> [YOUR INSTRUCTIONS] Print the line containing "pub fn summary_csv(rows: &[DeviceSummaryRow])" and each line after it to the end of the material below. Print nothing else.

> [DATA SUPPLIED]
:::::
use std::{collections::BTreeMap, sync::Arc};

use chrono::{DateTime, Days, NaiveDate, NaiveTime, Utc};
use log::info;
use serde::Serialize;

use crate::{
    accuracy::round2,
    db::{Database, DeviceSummary},
    error::EngineError,
    report::csv::write_csv,
    report::rows::{ReviewReportRow, ReviewTallyRow},
    settings::SettingsStore,
};

/// Filter parameters accepted by the report surface.
///
/// `start_date`/`end_date` must be given together; when both are absent the
/// report covers the last seven days. The end date is inclusive.
#[derive(Debug, Clone, Default)]
pub struct ReportQuery {
    pub category: Option<String>,
    pub retailer: Option<String>,
    pub start_date: Option<NaiveDate>,
    pub end_date: Option<NaiveDate>,
    pub limit: Option<usize>,
    pub page: Option<usize>,
}

/// Column order is fixed; downstream consumers parse the attachment by
/// header position.
pub const SUMMARY_REPORT_FIELDS: [&str; 8] = [
    "Cooler",
    "Category",
    "Total Number of Sessions Captured",
    "No. of Sessions Reviewed",
    "Avg Slot Level Accuracy",
    "Avg SKU Level Accuracy",
    "OOS Accuracy",
    "Instock Accuracy",
];

/// One device's summary over a report window. Serialized field names match
/// the CSV header titles so the JSON and tabular outputs line up.
#[derive(Debug, Clone, Serialize)]
pub struct DeviceSummaryRow {
    #[serde(rename = "Cooler")]
    pub cooler: String,
    #[serde(rename = "Category")]
    pub category: String,
    #[serde(rename = "Total Number of Sessions Captured")]
    pub sessions_captured: u64,
    #[serde(rename = "No. of Sessions Reviewed")]
    pub sessions_reviewed: usize,
    #[serde(rename = "Avg Slot Level Accuracy")]
    pub avg_slot_accuracy: Option<f64>,
    #[serde(rename = "Avg SKU Level Accuracy")]
    pub avg_sku_accuracy: Option<f64>,
    #[serde(rename = "OOS Accuracy")]
    pub oos_accuracy: Option<f64>,
    #[serde(rename = "Instock Accuracy")]
    pub instock_accuracy: Option<f64>,
}

/// Summary of one (date, device) group of reviews.
#[derive(Debug, Clone, PartialEq, Serialize)]
pub struct GroupSummaryRow {
    pub date: NaiveDate,
    pub cooler: String,
    pub sessions_reviewed: usize,
    pub accuracy: Option<f64>,
    pub sku_level_accuracy: Option<f64>,
}

/// Arithmetic mean that distinguishes "no data" from a real value. A mean of
/// exactly zero also reads as no data, same as the reports this replaces;
/// presentation renders `None` as an empty cell.
pub(crate) fn nullable_mean<I>(values: I) -> Option<f64>
where
    I: IntoIterator<Item = f64>,
{
    let mut sum = 0.0;
    let mut n = 0usize;
    for value in values {
        sum += value;
        n += 1;
    }

    if n == 0 {
        return None;
    }
    let mean = sum / n as f64;
    if mean == 0.0 {
        None
    } else {
        Some(round2(mean))
    }
}

/// Group prepared rows by (date, device) and summarize each group. Output
/// order follows the grouping traversal: by date, then device id.
pub fn group_summaries(rows: &[ReviewTallyRow]) -> Vec<GroupSummaryRow> {
    let mut groups: BTreeMap<(NaiveDate, String), Vec<&ReviewTallyRow>> = BTreeMap::new();
    for row in rows {
        groups
            .entry((row.date, row.device_id.clone()))
            .or_default()
            .push(row);
    }

    groups
        .into_iter()
        .map(|((date, cooler), group)| GroupSummaryRow {
            date,
            cooler,
            sessions_reviewed: group.iter().filter(|row| row.has_snapshot).count(),
            accuracy: nullable_mean(group.iter().map(|row| row.accuracy)),
            sku_level_accuracy: nullable_mean(group.iter().map(|row| row.sku_accuracy)),
        })
        .collect()
}

/// Builds report rows from persisted snapshots across many devices.
#[derive(Clone)]
pub struct ReportService {
    db: Database,
    settings: Arc<SettingsStore>,
}

impl ReportService {
    pub fn new(db: Database, settings: Arc<SettingsStore>) -> Self {
        Self { db, settings }
    }

    /// One summary row per device in scope, fetched and computed in
    /// parallel. Groups are independent, so every device gets its own task;
    /// all tasks are joined before anything is serialized.
    pub async fn device_summaries(
        &self,
        query: &ReportQuery,
    ) -> Result<Vec<DeviceSummaryRow>, EngineError> {
        let (start, end_exclusive) = resolve_range(query)?;
        let devices = self.list_target_devices(query).await?;
        info!("Building summary report for {} devices", devices.len());

        let mut handles = Vec::with_capacity(devices.len());
        for device in devices {
            let db = self.db.clone();
            handles.push(tokio::spawn(async move {
                device_summary(db, device, start, end_exclusive).await
            }));
        }

        let mut rows = Vec::with_capacity(handles.len());
        for handle in handles {
            match handle.await {
                Ok(Ok(row)) => rows.push(row),
                Ok(Err(err)) => return Err(err),
                Err(err) => {
                    return Err(EngineError::Store(format!("report task failed: {err}")))
                }
            }
        }

        Ok(rows)
    }

    /// The CSV attachment body for `device_summaries`.
    pub async fn summary_report_csv(&self, query: &ReportQuery) -> Result<String, EngineError> {
        let rows = self.device_summaries(query).await?;
        Ok(summary_csv(&rows))
    }

    /// Grouped (date, device) summary rows over the sessions in the window.
    pub async fn grouped_summaries(
        &self,
        query: &ReportQuery,
    ) -> Result<Vec<GroupSummaryRow>, EngineError> {
        let (start, end_exclusive) = resolve_range(query)?;

        let sessions = self.db.sessions_in_range(start, end_exclusive).await?;
        let session_ids: Vec<String> = sessions
            .iter()
            .map(|session| session.session_id.clone())
            .collect();
        let reviews = self.db.reviews_by_sessions(&session_ids).await?;

        let rows: Vec<ReviewTallyRow> = reviews
            .iter()
            .filter(|review| match &query.category {
                Some(category) => review.category.as_deref() == Some(category.as_str()),
                None => true,
            })
            .map(ReviewTallyRow::from_review)
            .collect();

        Ok(group_summaries(&rows))
    }

    async fn list_target_devices(
        &self,
        query: &ReportQuery,
    ) -> Result<Vec<DeviceSummary>, EngineError> {
        if let Some(retailer) = &query.retailer {
            let prefix = self.settings.retailer_prefix(retailer);
            if query.limit.is_some() || query.page.is_some() {
                let limit = query.limit.unwrap_or(100);
                let page = query.page.unwrap_or(1);
                return self
                    .db
                    .list_devices_by_prefix_paginated(&prefix, limit, page)
                    .await
                    .map_err(Into::into);
            }
            return self
                .db
                .list_devices_by_prefix(&prefix)
                .await
                .map_err(Into::into);
        }

        self.db
            .list_devices(query.category.clone())
            .await
            .map_err(Into::into)
    }
}

async fn device_summary(
    db: Database,
    device: DeviceSummary,
    start: DateTime<Utc>,
    end_exclusive: DateTime<Utc>,
) -> Result<DeviceSummaryRow, EngineError> {
    let reviews = db
        .reviews_by_device_in_range(&device.device_id, start, end_exclusive)
        .await?;
    let sessions_captured = db
        .count_sessions(&device.device_id, start, end_exclusive)
        .await?;

    let rows: Vec<ReviewReportRow> = reviews
        .iter()
        .filter_map(ReviewReportRow::from_review)
        .collect();

    Ok(DeviceSummaryRow {
        cooler: device.device_id,
        category: device.category.unwrap_or_else(|| "NA".to_string()),
        sessions_captured,
        sessions_reviewed: reviews.len(),
        avg_slot_accuracy: nullable_mean(rows.iter().map(|row| row.slot_accuracy)),
        avg_sku_accuracy: nullable_mean(rows.iter().map(|row| row.sku_accuracy)),
        oos_accuracy: nullable_mean(rows.iter().filter_map(|row| row.oos_accuracy)),
        instock_accuracy: nullable_mean(rows.iter().filter_map(|row| row.instock_accuracy)),
    })
}

pub fn summary_csv(rows: &[DeviceSummaryRow]) -> String {
    let records: Vec<Vec<String>> = rows
        .iter()
        .map(|row| {
            vec![
                row.cooler.clone(),
                row.category.clone(),
                row.sessions_captured.to_string(),
                row.sessions_reviewed.to_string(),
                format_accuracy(row.avg_slot_accuracy),
                format_accuracy(row.avg_sku_accuracy),
                format_accuracy(row.oos_accuracy),
                format_accuracy(row.instock_accuracy),
            ]
        })
        .collect();

    write_csv(&SUMMARY_REPORT_FIELDS, &records)
}

fn format_accuracy(value: Option<f64>) -> String {
    match value {
        Some(value) => format!("{value:.2}"),
        None => String::new(),
    }
}

fn resolve_range(query: &ReportQuery) -> Result<(DateTime<Utc>, DateTime<Utc>), EngineError> {
    match (query.start_date, query.end_date) {
        (Some(start), Some(end)) => Ok(day_range(start, end)),
        (None, None) => {
            let today = Utc::now().date_naive();
            let week_ago = today.checked_sub_days(Days::new(6)).unwrap_or(today);
            Ok(day_range(week_ago, today))
        }
        _ => Err(EngineError::InvalidQuery(
            "start_date and end_date are both required".to_string(),
        )),
    }
}

// The end date is inclusive: the returned range extends one day past it.
fn day_range(start: NaiveDate, end: NaiveDate) -> (DateTime<Utc>, DateTime<Utc>) {
    let end_exclusive = end.checked_add_days(Days::new(1)).unwrap_or(end);
    (
        start.and_time(NaiveTime::MIN).and_utc(),
        end_exclusive.and_time(NaiveTime::MIN).and_utc(),
    )
}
:::::
> [TASK RESPONSE]
pub fn summary_csv(rows: &[DeviceSummaryRow]) -> String {
    let records: Vec<Vec<String>> = rows
        .iter()
        .map(|row| {
            vec![
                row.cooler.clone(),
                row.category.clone(),
                row.sessions_captured.to_string(),
                row.sessions_reviewed.to_string(),
                format_accuracy(row.avg_slot_accuracy),
                format_accuracy(row.avg_sku_accuracy),
                format_accuracy(row.oos_accuracy),
                format_accuracy(row.instock_accuracy),
            ]
        })
        .collect();

    write_csv(&SUMMARY_REPORT_FIELDS, &records)
}

fn format_accuracy(value: Option<f64>) -> String {
    match value {
        Some(value) => format!("{value:.2}"),
        None => String::new(),
    }
}

fn resolve_range(query: &ReportQuery) -> Result<(DateTime<Utc>, DateTime<Utc>), EngineError> {
    match (query.start_date, query.end_date) {
        (Some(start), Some(end)) => Ok(day_range(start, end)),
        (None, None) => {
            let today = Utc::now().date_naive();
            let week_ago = today.checked_sub_days(Days::new(6)).unwrap_or(today);
            Ok(day_range(week_ago, today))
        }
        _ => Err(EngineError::InvalidQuery(
            "start_date and end_date are both required".to_string(),
        )),
    }
}

// The end date is inclusive: the returned range extends one day past it.
fn day_range(start: NaiveDate, end: NaiveDate) -> (DateTime<Utc>, DateTime<Utc>) {
    let end_exclusive = end.checked_add_days(Days::new(1)).unwrap_or(end);
    (
        start.and_time(NaiveTime::MIN).and_utc(),
        end_exclusive.and_time(NaiveTime::MIN).and_utc(),
    )
}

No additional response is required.